::: Extracted material
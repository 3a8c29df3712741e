use async_trait::async_trait;
use tracing::info;

use soundcron_core::{dispatch::Dispatcher, wire::format_run_at, DispatchedJob};

/// Dry-run sink: logs every job instead of enqueueing it.
#[derive(Debug, Default, Clone, Copy)]
pub struct PrintDispatcher;

#[async_trait]
impl Dispatcher for PrintDispatcher {
    async fn dispatch(&self, jobs: &[DispatchedJob]) -> soundcron_core::Result<()> {
        for job in jobs {
            info!(
                soundcron_id = %job.soundcron_id,
                job_name = %job.name,
                guild_id = %job.guild_id,
                run_at = %format_run_at(job.run_at),
                target_channel_id = %job.target_channel_id,
                "dry-run dispatch"
            );
        }
        Ok(())
    }
}
use std::sync::{Arc, RwLock};
use std::time::Duration;

use serenity::all::{Context, EventHandler, GatewayIntents, Ready};
use serenity::async_trait;
use serenity::cache::Cache;
use serenity::Client;
use songbird::{SerenityInit, Songbird};
use tokio::sync::watch;
use tracing::{error, info, warn};

use crate::membership::{CacheMembership, SharedCache};
use crate::voice::SongbirdConnector;

/// Discord gateway connection shared by the poller and the worker.
///
/// The poller reads guild voice occupancy from the cache; the worker joins
/// voice channels through songbird. Both handles stay valid across the
/// reconnects performed by [`DiscordAdapter::run`].
pub struct DiscordAdapter {
    token: String,
    cache: SharedCache,
    songbird: Arc<Songbird>,
}

struct ReadyLogger;

#[async_trait]
impl EventHandler for ReadyLogger {
    async fn ready(&self, _ctx: Context, ready: Ready) {
        info!(name = %ready.user.name, guilds = ready.guilds.len(), "Discord bot connected");
    }
}

impl DiscordAdapter {
    pub fn new(token: impl Into<String>) -> Self {
        Self {
            token: token.into(),
            cache: Arc::new(RwLock::new(None)),
            songbird: Songbird::serenity(),
        }
    }

    pub fn membership(&self) -> CacheMembership {
        CacheMembership::new(Arc::clone(&self.cache))
    }

    pub fn voice(&self, frame_buffer: usize, drain_timeout: Duration) -> SongbirdConnector {
        SongbirdConnector::new(Arc::clone(&self.songbird), frame_buffer, drain_timeout)
    }

    /// Connect and keep reconnecting whenever the gateway drops, until
    /// `shutdown` broadcasts `true`.
    pub async fn run(self, mut shutdown: watch::Receiver<bool>) {
        let intents = GatewayIntents::GUILDS | GatewayIntents::GUILD_VOICE_STATES;

        loop {
            let mut client = tokio::select! {
                client = self.connect(intents) => client,
                _ = shutdown.changed() => {
                    if *shutdown.borrow() {
                        break;
                    }
                    continue;
                }
            };
            let shards = Arc::clone(&client.shard_manager);

            info!("Discord: gateway connecting");
            tokio::select! {
                result = client.start() => match result {
                    Err(e) => warn!("Discord: gateway error ({e}), reconnecting in 5s"),
                    Ok(()) => info!("Discord: gateway stopped cleanly, reconnecting in 5s"),
                },
                _ = shutdown.changed() => {
                    if *shutdown.borrow() {
                        info!("Discord: shutting down gateway");
                        shards.shutdown_all().await;
                        break;
                    }
                }
            }

            tokio::time::sleep(Duration::from_secs(5)).await;
        }
    }

    /// Build a client, retrying every 30s until it succeeds.
    async fn connect(&self, intents: GatewayIntents) -> Client {
        loop {
            match self.build_client(intents).await {
                Ok(client) => {
                    self.publish_cache(Arc::clone(&client.cache));
                    return client;
                }
                Err(e) => {
                    error!("Discord: connect failed ({e}), retrying in 30s");
                    tokio::time::sleep(Duration::from_secs(30)).await;
                }
            }
        }
    }

    async fn build_client(&self, intents: GatewayIntents) -> Result<Client, serenity::Error> {
        Client::builder(&self.token, intents)
            .event_handler(ReadyLogger)
            .register_songbird_with(Arc::clone(&self.songbird))
            .await
    }

    fn publish_cache(&self, cache: Arc<Cache>) {
        let mut slot = self.cache.write().unwrap_or_else(|e| e.into_inner());
        *slot = Some(cache);
    }
}
use async_trait::async_trait;
use serde::{Deserialize, Serialize};

use crate::error::Result;

#[derive(Debug, Clone, Copy, PartialEq, Eq, Serialize, Deserialize)]
#[serde(rename_all = "snake_case")]
pub enum ChannelKind {
    Voice,
    Other,
}

/// A guild channel together with how many users currently sit in it.
#[derive(Debug, Clone, PartialEq, Eq, Serialize, Deserialize)]
pub struct GuildChannel {
    pub id: String,
    pub kind: ChannelKind,
    pub members: usize,
}

/// Resolves the channels of a guild and their current occupancy.
#[async_trait]
pub trait MembershipLookup: Send + Sync {
    /// Channels in a stable order; ties in [`most_populated_voice_channel`]
    /// go to whichever channel comes first.
    async fn guild_channels(&self, guild_id: &str) -> Result<Vec<GuildChannel>>;
}

/// The voice channel with the most members, or `None` when every voice
/// channel is empty (nobody would hear the clip).
pub fn most_populated_voice_channel(channels: &[GuildChannel]) -> Option<&GuildChannel> {
    let mut best: Option<&GuildChannel> = None;
    for channel in channels {
        if channel.kind != ChannelKind::Voice || channel.members == 0 {
            continue;
        }
        if best.map_or(true, |b| channel.members > b.members) {
            best = Some(channel);
        }
    }
    best
}
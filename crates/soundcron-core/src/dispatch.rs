use async_trait::async_trait;

use crate::{error::Result, types::DispatchedJob};

/// Sends claimed occurrences somewhere to be executed.
///
/// Production uses a Redis stream; dry-run mode logs the batch instead. The
/// variant is picked once at startup.
#[async_trait]
pub trait Dispatcher: Send + Sync {
    /// Submit one poll cycle's worth of jobs.
    ///
    /// Best-effort batch: a failure for one job does not roll back the others,
    /// and callers must not assume all-or-nothing delivery.
    async fn dispatch(&self, jobs: &[DispatchedJob]) -> Result<()>;
}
::::::
• Problem statement
From the first line to the last, transcribe the listing exactly.

• Solution to the exercise
repository 3a8c29df3712741e
use async_trait::async_trait;
use tracing::info;

use soundcron_core::{dispatch::Dispatcher, wire::format_run_at, DispatchedJob};

/// Dry-run sink: logs every job instead of enqueueing it.
#[derive(Debug, Default, Clone, Copy)]
pub struct PrintDispatcher;

#[async_trait]
impl Dispatcher for PrintDispatcher {
    async fn dispatch(&self, jobs: &[DispatchedJob]) -> soundcron_core::Result<()> {
        for job in jobs {
            info!(
                soundcron_id = %job.soundcron_id,
                job_name = %job.name,
                guild_id = %job.guild_id,
                run_at = %format_run_at(job.run_at),
                target_channel_id = %job.target_channel_id,
                "dry-run dispatch"
            );
        }
        Ok(())
    }
}
use std::sync::{Arc, RwLock};
use std::time::Duration;

use serenity::all::{Context, EventHandler, GatewayIntents, Ready};
use serenity::async_trait;
use serenity::cache::Cache;
use serenity::Client;
use songbird::{SerenityInit, Songbird};
use tokio::sync::watch;
use tracing::{error, info, warn};

use crate::membership::{CacheMembership, SharedCache};
use crate::voice::SongbirdConnector;

/// Discord gateway connection shared by the poller and the worker.
///
/// The poller reads guild voice occupancy from the cache; the worker joins
/// voice channels through songbird. Both handles stay valid across the
/// reconnects performed by [`DiscordAdapter::run`].
pub struct DiscordAdapter {
    token: String,
    cache: SharedCache,
    songbird: Arc<Songbird>,
}

struct ReadyLogger;

#[async_trait]
impl EventHandler for ReadyLogger {
    async fn ready(&self, _ctx: Context, ready: Ready) {
        info!(name = %ready.user.name, guilds = ready.guilds.len(), "Discord bot connected");
    }
}

impl DiscordAdapter {
    pub fn new(token: impl Into<String>) -> Self {
        Self {
            token: token.into(),
            cache: Arc::new(RwLock::new(None)),
            songbird: Songbird::serenity(),
        }
    }

    pub fn membership(&self) -> CacheMembership {
        CacheMembership::new(Arc::clone(&self.cache))
    }

    pub fn voice(&self, frame_buffer: usize, drain_timeout: Duration) -> SongbirdConnector {
        SongbirdConnector::new(Arc::clone(&self.songbird), frame_buffer, drain_timeout)
    }

    /// Connect and keep reconnecting whenever the gateway drops, until
    /// `shutdown` broadcasts `true`.
    pub async fn run(self, mut shutdown: watch::Receiver<bool>) {
        let intents = GatewayIntents::GUILDS | GatewayIntents::GUILD_VOICE_STATES;

        loop {
            let mut client = tokio::select! {
                client = self.connect(intents) => client,
                _ = shutdown.changed() => {
                    if *shutdown.borrow() {
                        break;
                    }
                    continue;
                }
            };
            let shards = Arc::clone(&client.shard_manager);

            info!("Discord: gateway connecting");
            tokio::select! {
                result = client.start() => match result {
                    Err(e) => warn!("Discord: gateway error ({e}), reconnecting in 5s"),
                    Ok(()) => info!("Discord: gateway stopped cleanly, reconnecting in 5s"),
                },
                _ = shutdown.changed() => {
                    if *shutdown.borrow() {
                        info!("Discord: shutting down gateway");
                        shards.shutdown_all().await;
                        break;
                    }
                }
            }

            tokio::time::sleep(Duration::from_secs(5)).await;
        }
    }

    /// Build a client, retrying every 30s until it succeeds.
    async fn connect(&self, intents: GatewayIntents) -> Client {
        loop {
            match self.build_client(intents).await {
                Ok(client) => {
                    self.publish_cache(Arc::clone(&client.cache));
                    return client;
                }
                Err(e) => {
                    error!("Discord: connect failed ({e}), retrying in 30s");
                    tokio::time::sleep(Duration::from_secs(30)).await;
                }
            }
        }
    }

    async fn build_client(&self, intents: GatewayIntents) -> Result<Client, serenity::Error> {
        Client::builder(&self.token, intents)
            .event_handler(ReadyLogger)
            .register_songbird_with(Arc::clone(&self.songbird))
            .await
    }

    fn publish_cache(&self, cache: Arc<Cache>) {
        let mut slot = self.cache.write().unwrap_or_else(|e| e.into_inner());
        *slot = Some(cache);
    }
}
use async_trait::async_trait;
use serde::{Deserialize, Serialize};

use crate::error::Result;

#[derive(Debug, Clone, Copy, PartialEq, Eq, Serialize, Deserialize)]
#[serde(rename_all = "snake_case")]
pub enum ChannelKind {
    Voice,
    Other,
}

/// A guild channel together with how many users currently sit in it.
#[derive(Debug, Clone, PartialEq, Eq, Serialize, Deserialize)]
pub struct GuildChannel {
    pub id: String,
    pub kind: ChannelKind,
    pub members: usize,
}

/// Resolves the channels of a guild and their current occupancy.
#[async_trait]
pub trait MembershipLookup: Send + Sync {
    /// Channels in a stable order; ties in [`most_populated_voice_channel`]
    /// go to whichever channel comes first.
    async fn guild_channels(&self, guild_id: &str) -> Result<Vec<GuildChannel>>;
}

/// The voice channel with the most members, or `None` when every voice
/// channel is empty (nobody would hear the clip).
pub fn most_populated_voice_channel(channels: &[GuildChannel]) -> Option<&GuildChannel> {
    let mut best: Option<&GuildChannel> = None;
    for channel in channels {
        if channel.kind != ChannelKind::Voice || channel.members == 0 {
            continue;
        }
        if best.map_or(true, |b| channel.members > b.members) {
            best = Some(channel);
        }
    }
    best
}
filename crates/soundcron-core/src/dispatch.rs
use async_trait::async_trait;

use crate::{error::Result, types::DispatchedJob};

/// Sends claimed occurrences somewhere to be executed.
///
/// Production uses a Redis stream; dry-run mode logs the batch instead. The
/// variant is picked once at startup.
#[async_trait]
pub trait Dispatcher: Send + Sync {
    /// Submit one poll cycle's worth of jobs.
    ///
    /// Best-effort batch: a failure for one job does not roll back the others,
    /// and callers must not assume all-or-nothing delivery.
    async fn dispatch(&self, jobs: &[DispatchedJob]) -> Result<()>;
}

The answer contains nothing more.